» WORK TASK: Below are entries. Copy exactly the lines running from the line that holds "let mut hasher = Sha256::new();" to the line that holds "snapshot = geometry::normalize(input, &self.config.geometry)?;", with both ends included.

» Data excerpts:

——

impl Estimator {
    pub fn new(catalog: Arc<Catalog>, config: Arc<EngineConfig>) -> Self {
        let bytes = serde_json::to_vec(config.as_ref()).unwrap_or_default();
        let config_fingerprint = hex::encode(Sha256::digest(&bytes));
        Self {
            catalog,
            config,
            config_fingerprint,
        }
    }

    pub fn catalog(&self) -> &Arc<Catalog> {
        &self.catalog
    }

    pub fn config(&self) -> &Arc<EngineConfig> {
        &self.config
    }

    /// Same configuration, another catalog snapshot
    pub fn with_catalog(&self, catalog: Arc<Catalog>) -> Self {
        Self {
            catalog,
            config: Arc::clone(&self.config),
            config_fingerprint: self.config_fingerprint.clone(),
        }
    }

    pub fn input_hash(&self, req: &EstimateRequest) -> String {
        let mut hasher = Sha256::new();
        hasher.update(req.fingerprint().as_bytes());
        hasher.update(self.catalog.fingerprint().as_bytes());
        hasher.update(self.config_fingerprint.as_bytes());
        hex::encode(hasher.finalize())
    }

    pub fn estimate(&self, req: &EstimateRequest) -> Result<EstimationResult, EstimateError> {
        Validator::new(&self.config.validation).validate_request(req)?;

        let profile = self
            .catalog
            .material_profile(&req.material_code)
            .ok_or_else(|| EstimateError::UnknownMaterial(req.material_code.clone()))?;

        let model = req.selected_model();
        let setup = profile.base_setup_time;

        let (breakdown, per_feature_times, constraints_applied, warnings, confidence) = match model {
            ModelKind::Volume => {
                let input = req.geometry.as_ref().ok_or_else(|| ValidationError::Request {
                    message: "volume model requested without geometry".to_string(),
                })?;
                let snapshot = geometry::normalize(input, &self.config.geometry)?;
                let outcome = volume::estimate_volume(&snapshot, profile, req.mode, &self.config);

                let mut warnings = Vec::new();
                if input.stock_volume.is_none() {
                    warnings.push(Warning::new(
                        WarningKind::Geometry,
                        format!(
                            "stock volume not given, derived from the {:?} envelope",
                            snapshot.stock_model()
                        ),
                    ));
                }

                let confidence = Confidence::for_volume(!warnings.is_empty());
                let breakdown = Breakdown {
                    roughing: outcome.roughing,
                    finishing: outcome.finishing,
                    setup,
                };
                (breakdown, Vec::new(), outcome.constraints, warnings, confidence)
            }
            ModelKind::Feature => {
                let inputs = req.features.as_deref().unwrap_or_default();
                let feature_model = FeatureModel {
                    catalog: &self.catalog,
                    profile,
                    mode: req.mode,
                    kinematics: &self.config.kinematics,
                    constraints: &self.config.constraints,
                };
                let outcome = feature_model.run(inputs);

                if outcome.attempted > 0 && outcome.feature_times.is_empty() {
                    return Err(EstimateError::NoFeaturesCalculable {
                        attempted: outcome.attempted,
                        warnings: outcome.warnings,
                    });
                }

                let confidence =
                    Confidence::for_features(outcome.attempted, outcome.skipped, outcome.approximated);
                let breakdown = Breakdown {
                    roughing: stable_sum(outcome.roughing_seconds) / 60.0,
                    finishing: stable_sum(outcome.finishing_seconds) / 60.0,
                    setup,
                };
                (
                    breakdown,
                    outcome.feature_times,
                    outcome.constraints,
                    outcome.warnings,
                    confidence,
                )
            }
        };

        let total_time_minutes = breakdown.roughing + breakdown.finishing + breakdown.setup;

        log::debug!(
            "{}: {} model, {:.2} min ({} warnings, {} confidence)",
            req.part_id,
            model,
            total_time_minutes,
            warnings.len(),
            confidence
        );

        Ok(EstimationResult {
            part_id: req.part_id.clone(),
            model,
            total_time_minutes,
            breakdown,
            per_feature_times,
            constraints_applied,
            warnings,
            confidence,
            material_code: profile.code.clone(),
            mode: req.mode,
            input_hash: self.input_hash(req),
        })
    }
}

impl Default for Estimator {
    fn default() -> Self {
        Self::new(Arc::new(Catalog::builtin()), Arc::new(EngineConfig::default()))
    }
}

#[cfg(test)]
mod tests {
    use super::*;
    use crate::catalog::Mode;
    use crate::constraints::ConstraintKind;
    use crate::features::FeatureInput;
    use crate::geometry::{BoundingBox, GeometryInput};
    use approx::assert_relative_eq;
    use pretty_assertions::assert_eq;

    fn mixed_features() -> Vec<FeatureInput> {
        vec![
            FeatureInput::new("outer_diameter", "ø30, L=100"),
            FeatureInput::new("face", "ø30"),
            FeatureInput::new("through_hole", "ø8x20").with_count(4),
            FeatureInput::new("pocket", "80×22×3.4mm"),
            FeatureInput::new("slot", "40x10x5"),
            FeatureInput::new("thread_external", "M10x1.5x20"),
            FeatureInput::new("groove", "ø28 x 3 x 1.5"),
            FeatureInput::new("chamfer", "1x45°").with_count(2),
            FeatureInput::new("deburr", ""),
        ]
    }

    fn cube_geometry() -> GeometryInput {
        GeometryInput {
            volume: 800.0,
            surface_area: 600.0,
            bbox: Some(BoundingBox::new(100.0, 100.0, 100.0)),
            stock_volume: Some(1000.0),
            shape: None,
        }
    }

    #[test]
    fn test_turning_scenario() {
        let req = EstimateRequest::features(
            "shaft",
            "aluminum",
            vec![FeatureInput::new("outer_diameter", "ø30, L=100")],
        );
        let result = Estimator::default().estimate(&req).unwrap();

        let rpm = 200.0 * 1000.0 / (std::f64::consts::PI * 30.0);
        let minutes = 100.0 / (rpm * 0.25);
        assert_relative_eq!(minutes, 0.1885, epsilon = 1e-4);
        assert_relative_eq!(result.breakdown.roughing, minutes, epsilon = 1e-12);
        assert_relative_eq!(result.total_time_minutes, minutes + 30.0, epsilon = 1e-12);
        assert_eq!(result.confidence, Confidence::High);
        assert_eq!(result.model, ModelKind::Feature);
    }

    #[test]
    fn test_volume_scenario() {
        let req = EstimateRequest::volume("block", "aluminum", cube_geometry());
        let result = Estimator::default().estimate(&req).unwrap();
        assert_eq!(result.breakdown.roughing, 4.0);
        assert_eq!(result.model, ModelKind::Volume);
        assert_eq!(result.confidence, Confidence::Medium);
        assert!(result.per_feature_times.is_empty());
    }

    #[test]
    fn test_deep_pocket_scenario() {
        let estimator = Estimator::default();
        let req = EstimateRequest::features("p", "aluminum", vec![FeatureInput::new("pocket", "40×15×60")]);
        let result = estimator.estimate(&req).unwrap();

        assert_eq!(result.constraints_applied.len(), 1);
        assert_eq!(result.constraints_applied[0].kind, ConstraintKind::DeepPocket);
        assert_eq!(result.constraints_applied[0].multiplier, 1.8);

        let catalog = estimator.catalog();
        let feature = crate::features::parse_feature(
            0,
            &FeatureInput::new("pocket", "40×15×60"),
            &estimator.config().kinematics,
        )
        .unwrap()
        .feature;
        let (op, name) = feature.kind.operation().unwrap();
        let condition = catalog.resolve("aluminum", op, name, Mode::Mid).unwrap().condition;
        let base = kinematic::feature_kinematics(&feature, condition, &estimator.config().kinematics)
            .unwrap()
            .minutes
            * 60.0;

        assert_relative_eq!(result.per_feature_times[0].time_seconds, base * 1.8, epsilon = 1e-9);
    }

    #[test]
    fn test_empty_features_is_setup_only() {
        let req = EstimateRequest::features("empty", "aluminum", vec![]);
        let result = Estimator::default().estimate(&req).unwrap();
        assert_eq!(result.total_time_minutes, 30.0);
        assert_eq!(result.confidence, Confidence::Low);
    }

    #[test]
    fn test_all_features_unusable() {
        let req = EstimateRequest::features(
            "bad",
            "aluminum",
            vec![FeatureInput::new("laser_etch", "logo"), FeatureInput::new("pocket", "see drawing")],
        );
        let err = Estimator::default().estimate(&req).unwrap_err();
        assert_eq!(err.code(), "no_features_calculable");
        match err {
            EstimateError::NoFeaturesCalculable { attempted, warnings } => {
                assert_eq!(attempted, 2);
                assert_eq!(warnings.len(), 2);
            }
            other => panic!("unexpected error {:?}", other),
        }
    }

    #[test]
    fn test_unknown_material() {
        let req = EstimateRequest::features("x", "unobtanium", vec![]);
        assert_eq!(
            Estimator::default().estimate(&req),
            Err(EstimateError::UnknownMaterial("unobtanium".to_string()))
        );
    }

    #[test]
    fn test_material_alias_reports_canonical_code() {
        let req = EstimateRequest::features("x", "AL6061", vec![]);
        let result = Estimator::default().estimate(&req).unwrap();
        assert_eq!(result.material_code, "aluminum");
    }

    #[test]
    fn test_negative_removal_is_fatal() {
        let mut geometry = cube_geometry();
        geometry.stock_volume = Some(700.0);
        let req = EstimateRequest::volume("x", "aluminum", geometry);
        assert!(matches!(
            Estimator::default().estimate(&req),
            Err(EstimateError::Validation(ValidationError::NegativeRemoval { .. }))
        ));
    }

    #[test]
    fn test_repeated_runs_are_identical() {
        let estimator = Estimator::default();
        let req = EstimateRequest::features("det", "steel", mixed_features());
        let first = serde_json::to_vec(&estimator.estimate(&req).unwrap()).unwrap();
        for _ in 0..100 {
            let again = serde_json::to_vec(&estimator.estimate(&req).unwrap()).unwrap();
            assert_eq!(again, first);
        }
    }

    #[test]
    fn test_feature_order_does_not_change_total() {
        let estimator = Estimator::default();
        let features = mixed_features();
        let baseline = estimator
            .estimate(&EstimateRequest::features("o", "steel", features.clone()))
            .unwrap()
            .total_time_minutes;

        let mut reversed = features.clone();
        reversed.reverse();
        let mut rotated = features;
        rotated.rotate_left(3);

        for permutation in [reversed, rotated] {
            let total = estimator
                .estimate(&EstimateRequest::features("o", "steel", permutation))
                .unwrap()
                .total_time_minutes;
            assert_relative_eq!(total, baseline, epsilon = 1e-9);
        }
    }

    #[test]
    fn test_adding_features_never_reduces_time() {
        let estimator = Estimator::default();
        let mut features = Vec::new();
        let mut previous = estimator
            .estimate(&EstimateRequest::features("m", "titanium", features.clone()))
            .unwrap()
            .total_time_minutes;

        for feature in mixed_features() {
            features.push(feature);
            let total = estimator
                .estimate(&EstimateRequest::features("m", "titanium", features.clone()))
                .unwrap()
                .total_time_minutes;
            assert!(total >= previous, "{} < {}", total, previous);
            previous = total;
        }
    }

    #[test]
    fn test_more_removal_never_reduces_time() {
        let estimator = Estimator::default();
        let mut previous = 0.0;
        for stock in [800.0, 900.0, 1000.0, 1500.0] {
            let mut geometry = cube_geometry();
            geometry.stock_volume = Some(stock);
            let total = estimator
                .estimate(&EstimateRequest::volume("m", "c45", geometry))
                .unwrap()
                .total_time_minutes;
            assert!(total >= previous);
            previous = total;
        }
    }

    #[test]
    fn test_input_hash_depends_on_catalog() {
        let estimator = Estimator::default();
        let req = EstimateRequest::features("h", "aluminum", vec![]);
        let other = estimator.with_catalog(Arc::new(
            Catalog::from_document(crate::catalog::CatalogDocument {
                materials: Catalog::builtin().materials().cloned().collect(),
                conditions: Vec::new(),
            })
            .unwrap(),
        ));
        assert_eq!(estimator.input_hash(&req), estimator.input_hash(&req));
        assert_ne!(estimator.input_hash(&req), other.input_hash(&req));
    }

    #[test]
    fn test_stable_sum_is_permutation_invariant() {
        let values = [0.1, 1e16, 0.2, -1e16, 0.3, 1.0 / 3.0];
        let forward = stable_sum(values);
        let mut reversed = values;
        reversed.reverse();
        assert_eq!(stable_sum(reversed).to_bits(), forward.to_bits());
        assert_eq!(stable_sum(Vec::new()), 0.0);
    }
}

——

» RESULT OF THIS EXERCISE:
        let mut hasher = Sha256::new();
        hasher.update(req.fingerprint().as_bytes());
        hasher.update(self.catalog.fingerprint().as_bytes());
        hasher.update(self.config_fingerprint.as_bytes());
        hex::encode(hasher.finalize())
    }

    pub fn estimate(&self, req: &EstimateRequest) -> Result<EstimationResult, EstimateError> {
        Validator::new(&self.config.validation).validate_request(req)?;

        let profile = self
            .catalog
            .material_profile(&req.material_code)
            .ok_or_else(|| EstimateError::UnknownMaterial(req.material_code.clone()))?;

        let model = req.selected_model();
        let setup = profile.base_setup_time;

        let (breakdown, per_feature_times, constraints_applied, warnings, confidence) = match model {
            ModelKind::Volume => {
                let input = req.geometry.as_ref().ok_or_else(|| ValidationError::Request {
                    message: "volume model requested without geometry".to_string(),
                })?;
                let snapshot = geometry::normalize(input, &self.config.geometry)?;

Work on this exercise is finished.